• [RECORDS FOR THIS TASK]
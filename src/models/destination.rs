use serde::Serialize;

/// A resolved delivery target.
///
/// The kind is fixed when the registry is built, so delivery never has to
/// infer it from the shape of the provider id.
#[derive(Debug, Clone, PartialEq, Eq, Hash, Serialize)]
#[serde(tag = "kind", content = "id", rename_all = "snake_case")]
pub enum Destination {
    /// Public channel or private group, addressable as-is
    Channel(String),
    /// A user; a direct conversation must be opened before sending
    DirectUser(String),
}

impl Destination {
    /// Provider id of the channel or user
    pub fn id(&self) -> &str {
        match self {
            Destination::Channel(id) | Destination::DirectUser(id) => id,
        }
    }

    pub fn is_direct(&self) -> bool {
        matches!(self, Destination::DirectUser(_))
    }
}

impl std::fmt::Display for Destination {
    fn fmt(&self, f: &mut std::fmt::Formatter<'_>) -> std::fmt::Result {
        match self {
            Destination::Channel(id) => write!(f, "channel:{}", id),
            Destination::DirectUser(id) => write!(f, "user:{}", id),
        }
    }
}

/// One entry of a provider listing (channel, group or user)
#[derive(Debug, Clone, PartialEq, Eq)]
pub struct ConversationInfo {
    pub id: String,
    pub name: String,
}

impl ConversationInfo {
    pub fn new(id: impl Into<String>, name: impl Into<String>) -> Self {
        Self {
            id: id.into(),
            name: name.into(),
        }
    }
}
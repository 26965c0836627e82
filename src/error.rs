use actix_web::{http::StatusCode, HttpResponse, ResponseError};
use serde::Serialize;

/// JSON error response structure
#[derive(Serialize)]
pub struct ErrorResponse {
    pub error: ErrorDetail,
}

#[derive(Serialize)]
pub struct ErrorDetail {
    #[serde(rename = "type")]
    pub error_type: String,
    pub message: String,
}

/// Application errors
#[derive(Debug, thiserror::Error)]
pub enum AppError {
    /// Upload is not a well-formed report
    #[error("Malformed report: {0}")]
    MalformedReport(String),

    /// Requested logical destination is not in the registry
    #[error("Destination unknown: {0}")]
    UnknownDestination(String),

    /// Messaging provider could not be reached or rejected the startup calls
    #[error("Messaging provider unavailable: {0}")]
    ProviderUnavailable(String),

    #[error("Delivery failed: {0}")]
    DeliveryFailed(String),

    #[error("Validation error: {0}")]
    Validation(String),

    #[error("Payload too large: {0}")]
    PayloadTooLarge(String),

    #[error("Internal server error: {0}")]
    Internal(String),
}

impl AppError {
    /// Stable token used in `reason=` log fields
    pub fn reason(&self) -> &'static str {
        match self {
            AppError::MalformedReport(_) => "malformed_report",
            AppError::UnknownDestination(_) => "unknown_destination",
            AppError::ProviderUnavailable(_) => "provider_unavailable",
            AppError::DeliveryFailed(_) => "delivery_failed",
            AppError::Validation(_) | AppError::PayloadTooLarge(_) => "upload_rejected",
            AppError::Internal(_) => "queue_closed",
        }
    }
}

impl ResponseError for AppError {
    fn status_code(&self) -> StatusCode {
        match self {
            AppError::MalformedReport(_) => StatusCode::BAD_REQUEST,
            AppError::UnknownDestination(_) => StatusCode::NOT_FOUND,
            AppError::ProviderUnavailable(_) => StatusCode::SERVICE_UNAVAILABLE,
            AppError::DeliveryFailed(_) => StatusCode::INTERNAL_SERVER_ERROR,
            AppError::Validation(_) => StatusCode::BAD_REQUEST,
            AppError::PayloadTooLarge(_) => StatusCode::PAYLOAD_TOO_LARGE,
            AppError::Internal(_) => StatusCode::INTERNAL_SERVER_ERROR,
        }
    }

    fn error_response(&self) -> HttpResponse {
        let error_type = match self {
            AppError::MalformedReport(_) => "MalformedReport",
            AppError::UnknownDestination(_) => "UnknownDestination",
            AppError::ProviderUnavailable(_) => "ProviderUnavailable",
            AppError::DeliveryFailed(_) => "DeliveryFailed",
            AppError::Validation(_) => "ValidationError",
            AppError::PayloadTooLarge(_) => "PayloadTooLarge",
            AppError::Internal(_) => "InternalError",
        };

        let response = ErrorResponse {
            error: ErrorDetail {
                error_type: error_type.to_string(),
                message: self.to_string(),
            },
        };

        HttpResponse::build(self.status_code()).json(response)
    }
}

/// Result type alias for handlers
pub type AppResult<T> = Result<T, AppError>;
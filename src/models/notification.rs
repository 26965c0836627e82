use serde::Serialize;

use super::Destination;

/// Overall status of a notification, rendered as the attachment color
#[derive(Debug, Clone, Copy, PartialEq, Eq, Serialize)]
#[serde(rename_all = "lowercase")]
pub enum StatusColor {
    Ok,
    Fail,
}

impl StatusColor {
    /// Hex color understood by Slack attachments
    pub fn hex(self) -> &'static str {
        match self {
            StatusColor::Ok => "#008000",
            StatusColor::Fail => "#FF0000",
        }
    }
}

#[derive(Debug, Clone, PartialEq, Eq, Serialize)]
pub struct NotificationField {
    pub title: String,
    pub value: String,
    /// Short fields are laid out side by side
    pub short: bool,
}

impl NotificationField {
    pub fn new(title: &str, value: impl Into<String>, short: bool) -> Self {
        Self {
            title: title.to_string(),
            value: value.into(),
            short,
        }
    }
}

/// Colored block of fields attached to a message
#[derive(Debug, Clone, PartialEq, Eq, Serialize)]
pub struct Attachment {
    pub color: StatusColor,
    pub fields: Vec<NotificationField>,
}

/// A fully formatted message addressed to a resolved destination
#[derive(Debug, Clone, PartialEq, Eq, Serialize)]
pub struct Notification {
    pub destination: Destination,
    pub text: String,
    pub status_color: StatusColor,
    pub fields: Vec<NotificationField>,
}

impl Notification {
    pub fn attachments(&self) -> Vec<Attachment> {
        vec![Attachment {
            color: self.status_color,
            fields: self.fields.clone(),
        }]
    }

    /// Looks up a field value by title
    pub fn field(&self, title: &str) -> Option<&str> {
        self.fields
            .iter()
            .find(|f| f.title == title)
            .map(|f| f.value.as_str())
    }
}
//! Outbound messaging: the provider seam and the summary formatter.
//!
//! The dispatch worker only talks to a [`MessagingProvider`]; the Slack Web
//! API implementation lives in [`slack`].

pub mod slack;

use async_trait::async_trait;

use crate::models::{
    Attachment, ConversationInfo, Destination, Notification, NotificationField, StatusColor,
    Summary,
};

pub use slack::SlackClient;

// =============================================================================
// Provider Errors
// =============================================================================

/// Failure of a single messaging provider call
#[derive(Debug, thiserror::Error)]
pub enum ProviderError {
    #[error("{method} request failed: {source}")]
    Http {
        method: String,
        #[source]
        source: reqwest::Error,
    },

    #[error("{method} returned HTTP {status}")]
    Status { method: String, status: u16 },

    /// The API answered but refused the call (`ok: false`)
    #[error("{method} rejected: {error}")]
    Api { method: String, error: String },

    #[error("{method} returned an unexpected response: {message}")]
    Decode { method: String, message: String },

    #[error("Invalid provider configuration: {0}")]
    Config(String),
}

// =============================================================================
// Messaging Provider Trait
// =============================================================================

/// Capabilities the service needs from the messaging platform
#[async_trait]
pub trait MessagingProvider: Send + Sync {
    /// Verifies the credentials
    async fn authenticate(&self) -> Result<(), ProviderError>;

    /// Public channels
    async fn list_channels(&self) -> Result<Vec<ConversationInfo>, ProviderError>;

    /// Private channels (groups)
    async fn list_groups(&self) -> Result<Vec<ConversationInfo>, ProviderError>;

    /// Active users that can receive direct messages
    async fn list_users(&self) -> Result<Vec<ConversationInfo>, ProviderError>;

    /// Opens (or reuses) a direct conversation and returns its id
    async fn open_direct_channel(&self, user_id: &str) -> Result<String, ProviderError>;

    async fn send_message(
        &self,
        conversation_id: &str,
        text: &str,
        attachments: &[Attachment],
    ) -> Result<(), ProviderError>;
}

// =============================================================================
// Formatter
// =============================================================================

/// Builds the message for a summary.
///
/// Fields are always Result, Total, Passed, Failed, Skipped; only Result is
/// a long field. The status is `Fail` iff the summary has failures.
pub fn format_notification(summary: &Summary, destination: &Destination) -> Notification {
    let status_color = if summary.has_failures() {
        StatusColor::Fail
    } else {
        StatusColor::Ok
    };

    let result = match status_color {
        StatusColor::Ok => "Passed",
        StatusColor::Fail => "Failed",
    };

    Notification {
        destination: destination.clone(),
        text: format!(
            "*Test Results For {}*",
            escape_markdown(&summary.suite_name)
        ),
        status_color,
        fields: vec![
            NotificationField::new("Result", result, false),
            NotificationField::new("Total", summary.total_tests.to_string(), true),
            NotificationField::new("Passed", summary.passed_count().to_string(), true),
            NotificationField::new("Failed", summary.total_failures.to_string(), true),
            NotificationField::new("Skipped", summary.skipped_count.to_string(), true),
        ],
    }
}

/// Escapes special Slack markdown characters
fn escape_markdown(text: &str) -> String {
    text.replace('&', "&amp;")
        .replace('<', "&lt;")
        .replace('>', "&gt;")
}
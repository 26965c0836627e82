use actix_multipart::Multipart;
use actix_web::{web, HttpResponse};
use serde::{Deserialize, Serialize};

use crate::config::Config;
use crate::dispatch::NotificationQueue;
use crate::error::AppResult;
use crate::ingest::read_report_file;
use crate::services::{DestinationRegistry, ReportService};

/// Query parameters of a report upload
#[derive(Debug, Deserialize)]
pub struct ReportQuery {
    pub channel: Option<String>,
}

/// Response for an accepted report
#[derive(Serialize)]
pub struct IngestResponse {
    pub id: String,
    pub suite: String,
    pub destination: String,
}

/// POST /test/{name}
/// Accepts a JUnit report as the `uploadfile` multipart field.
///
/// `{name}` is an opaque label. Answers 202 once the summary is queued;
/// delivery happens later and its outcome is never reported back.
pub async fn upload_report(
    registry: web::Data<DestinationRegistry>,
    queue: web::Data<NotificationQueue>,
    config: web::Data<Config>,
    name: web::Path<String>,
    query: web::Query<ReportQuery>,
    payload: Multipart,
) -> AppResult<HttpResponse> {
    let report_bytes = read_report_file(payload, config.max_upload_size)
        .await
        .map_err(|e| {
            log::warn!(
                "Dropping report upload '{}': reason={} error={}",
                name.as_str(),
                e.reason(),
                e
            );
            e
        })?;

    let queued = ReportService::ingest(
        registry.get_ref(),
        queue.get_ref(),
        config.default_channel.as_deref(),
        &report_bytes,
        query.channel.as_deref(),
    )?;

    Ok(HttpResponse::Accepted().json(IngestResponse {
        id: queued.id.to_string(),
        suite: queued.summary.suite_name,
        destination: queued.summary.destination_name,
    }))
}

/// Configures the report upload routes
pub fn configure(cfg: &mut web::ServiceConfig) {
    cfg.route("/test/{name}", web::post().to(upload_report));
}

• [EXERCISE DETAILS]
"IngestResponse" is the word to look for; copy every line of the data that has it.

• [OUTPUT FOR THIS EXERCISE]
pub struct IngestResponse {
    Ok(HttpResponse::Accepted().json(IngestResponse {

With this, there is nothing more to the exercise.